Show HN: Choose – An alternative to cut and sometimes awk
github.comI think it is very cool that Rust has led to a renaissance of rewriting classic Unix tools to make them fit more with current use. Unix was never meant to stand still. It just happened that AT&T broke up and it took a while for Linux to catch up, and by then people got used to the idea of a fixed set of POSIX utilities. But their CLIs are often quite bad, and security was never a consideration in the olden days, so it’s good see them re-evaluated.
> I think it is very cool that Rust has led to a renaissance of rewriting classic Unix tools to make them fit more with current use. Unix was never meant to stand still.
Technically it has not, even for the core tools they've been getting extended, usually incompatibly, in both GNU and BSD lineages. Though it's pretty funny how much the rust community has been taken up by providing alternatives and replacements for "classic" (POSIX) utilities.
While development has not stopped, there haven't really been many advances in improving the syntax. Many of these tools are stuck in awkard, unintuitive syntax, which is cumbersome unless you use them frequently. I feel like the renaissance has lately been one of usability, which I personally really appreciate. Obviously, hard-core daily users would disagree, but considering I use `awk` at most once every 6 months, I hate that I need to spend 20 minutes re-learning how to use it every single time, particularly for basic purposes.

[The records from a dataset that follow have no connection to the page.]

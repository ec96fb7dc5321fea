use std::cell::RefCell;
use std::sync::Arc;

use anyhow::{anyhow, bail, Result};
use indexmap::IndexMap;
use ndarray::{Array1, Array2};

/// Dense per-node covariate, aligned positionally with the network's node order.
#[derive(Debug, Clone)]
pub struct NodeCovariate {
    names: Vec<String>,
    data: Array1<f64>,
}

impl NodeCovariate {
    pub fn new(names: Vec<String>) -> Self {
        let data = Array1::zeros(names.len());
        Self { names, data }
    }

    pub fn len(&self) -> usize {
        self.data.len()
    }

    pub fn is_empty(&self) -> bool {
        self.data.is_empty()
    }

    pub fn names(&self) -> &[String] {
        &self.names
    }

    pub fn values(&self) -> &Array1<f64> {
        &self.data
    }

    pub fn get(&self, index: usize) -> Option<f64> {
        self.data.get(index).copied()
    }

    pub fn set(&mut self, index: usize, value: f64) -> Result<()> {
        match self.data.get_mut(index) {
            Some(slot) => {
                *slot = value;
                Ok(())
            }
            None => bail!("covariate index {index} outside range 0..{}", self.len()),
        }
    }

    /// Assign values by node name; unknown names are skipped.
    pub fn from_pairs<'a, I>(&mut self, pairs: I)
    where
        I: IntoIterator<Item = (&'a str, f64)>,
    {
        let lookup: IndexMap<&str, usize> = self
            .names
            .iter()
            .enumerate()
            .map(|(index, name)| (name.as_str(), index))
            .collect();
        for (name, value) in pairs {
            if let Some(&index) = lookup.get(name) {
                self.data[index] = value;
            }
        }
    }

    pub fn subset(&self, indices: &[usize]) -> Result<NodeCovariate> {
        let mut names = Vec::with_capacity(indices.len());
        let mut data = Array1::zeros(indices.len());
        for (position, &index) in indices.iter().enumerate() {
            let name = self
                .names
                .get(index)
                .ok_or_else(|| anyhow!("covariate index {index} outside range 0..{}", self.len()))?;
            names.push(name.clone());
            data[position] = self.data[index];
        }
        Ok(NodeCovariate { names, data })
    }
}

/// Sparse per-edge covariate with a cached dense form; writes invalidate the cache.
#[derive(Debug, Clone)]
pub struct EdgeCovariate {
    names: Vec<String>,
    entries: IndexMap<(usize, usize), f64>,
    cache: RefCell<Option<Arc<Array2<f64>>>>,
}

impl EdgeCovariate {
    pub fn new(names: Vec<String>) -> Self {
        Self {
            names,
            entries: IndexMap::new(),
            cache: RefCell::new(None),
        }
    }

    pub fn len(&self) -> usize {
        self.names.len()
    }

    pub fn is_empty(&self) -> bool {
        self.names.is_empty()
    }

    pub fn names(&self) -> &[String] {
        &self.names
    }

    pub fn get(&self, source: usize, target: usize) -> f64 {
        self.entries.get(&(source, target)).copied().unwrap_or(0.0)
    }

    pub fn set(&mut self, source: usize, target: usize, value: f64) -> Result<()> {
        let n = self.len();
        if source >= n || target >= n {
            bail!("covariate cell ({source}, {target}) outside range 0..{n}");
        }
        if value == 0.0 {
            self.entries.shift_remove(&(source, target));
        } else {
            self.entries.insert((source, target), value);
        }
        self.invalidate();
        Ok(())
    }

    pub fn matrix(&self) -> Arc<Array2<f64>> {
        if let Some(cached) = self.cache.borrow().as_ref() {
            return Arc::clone(cached);
        }
        let n = self.len();
        let mut dense = Array2::zeros((n, n));
        for (&(source, target), &value) in &self.entries {
            dense[[source, target]] = value;
        }
        let dense = Arc::new(dense);
        *self.cache.borrow_mut() = Some(Arc::clone(&dense));
        dense
    }

    pub fn sparse_entries(&self) -> impl Iterator<Item = ((usize, usize), f64)> + '_ {
        self.entries.iter().map(|(&cell, &value)| (cell, value))
    }

    pub fn subset(&self, indices: &[usize]) -> Result<EdgeCovariate> {
        let mut names = Vec::with_capacity(indices.len());
        let mut remap: IndexMap<usize, usize> = IndexMap::with_capacity(indices.len());
        for (position, &index) in indices.iter().enumerate() {
            let name = self
                .names
                .get(index)
                .ok_or_else(|| anyhow!("covariate index {index} outside range 0..{}", self.len()))?;
            names.push(name.clone());
            remap.insert(index, position);
        }

        let mut sub = EdgeCovariate::new(names);
        for (&(source, target), &value) in &self.entries {
            if let (Some(&new_source), Some(&new_target)) =
                (remap.get(&source), remap.get(&target))
            {
                sub.entries.insert((new_source, new_target), value);
            }
        }
        Ok(sub)
    }

    /// Fill from a function of index pairs.
    pub fn from_binary_function_ind<F>(&mut self, f: F)
    where
        F: Fn(usize, usize) -> f64,
    {
        let n = self.len();
        for source in 0..n {
            for target in 0..n {
                let value = f(source, target);
                if value != 0.0 {
                    self.entries.insert((source, target), value);
                }
            }
        }
        self.invalidate();
    }

    /// Fill from a function of node-name pairs.
    pub fn from_binary_function_name<F>(&mut self, f: F)
    where
        F: Fn(&str, &str) -> f64,
    {
        let n = self.len();
        for source in 0..n {
            for target in 0..n {
                let value = f(&self.names[source], &self.names[target]);
                if value != 0.0 {
                    self.entries.insert((source, target), value);
                }
            }
        }
        self.invalidate();
    }

    fn invalidate(&mut self) {
        self.cache.get_mut().take();
    }
}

Hmm, so compared to cut this
1. saves -f because it doesn’t support cut’s -b and -c modes (edit: actually -c is supported, I just didn’t see it);
2. Uses -f instead of -d, making it rather confusing for cut users;
3. Uses : instead of - for range specifications;
4. Offers an exclusive indexing mode;
5. Misses a bunch of other cut features (assuming coreutils cut).
Not sure I see much appeal...
Edit: Another thing I missed: regex separator instead of just character list.
> Not sure I see much appeal…
The appeal is the same as replacing grep with a fancier searcher:
1. it has good and sensible defaults (field mode, also I'd have to check but hopefully and unlike cut it doesn't print the entire line when it's unhappy with the selection you asked for, that's worse error handling than ed) (edit: confirmed, if you give `choose` nonsensical selection it doesn't print anything e.g. if you ask `cut` for columns 10-15 of data with 3 columns it's going to print the source as-is, choose is properly going to print a bunch of empty lines, that alone makes it better than cut)
2. It works better on actual data, which is generally whitespace-separated rather than tab-separated, meaning cut requires preprocessing before it'll do anything of use
Can you massage cut or the data to fit? Yes, in the same way you can massage grep or your data to fit. That you don't have to and the utility behaves sensibly by default is appealing. This exact thing is one I've been thinking about for some time now, I'm glad somebody else agreed and did the legwork.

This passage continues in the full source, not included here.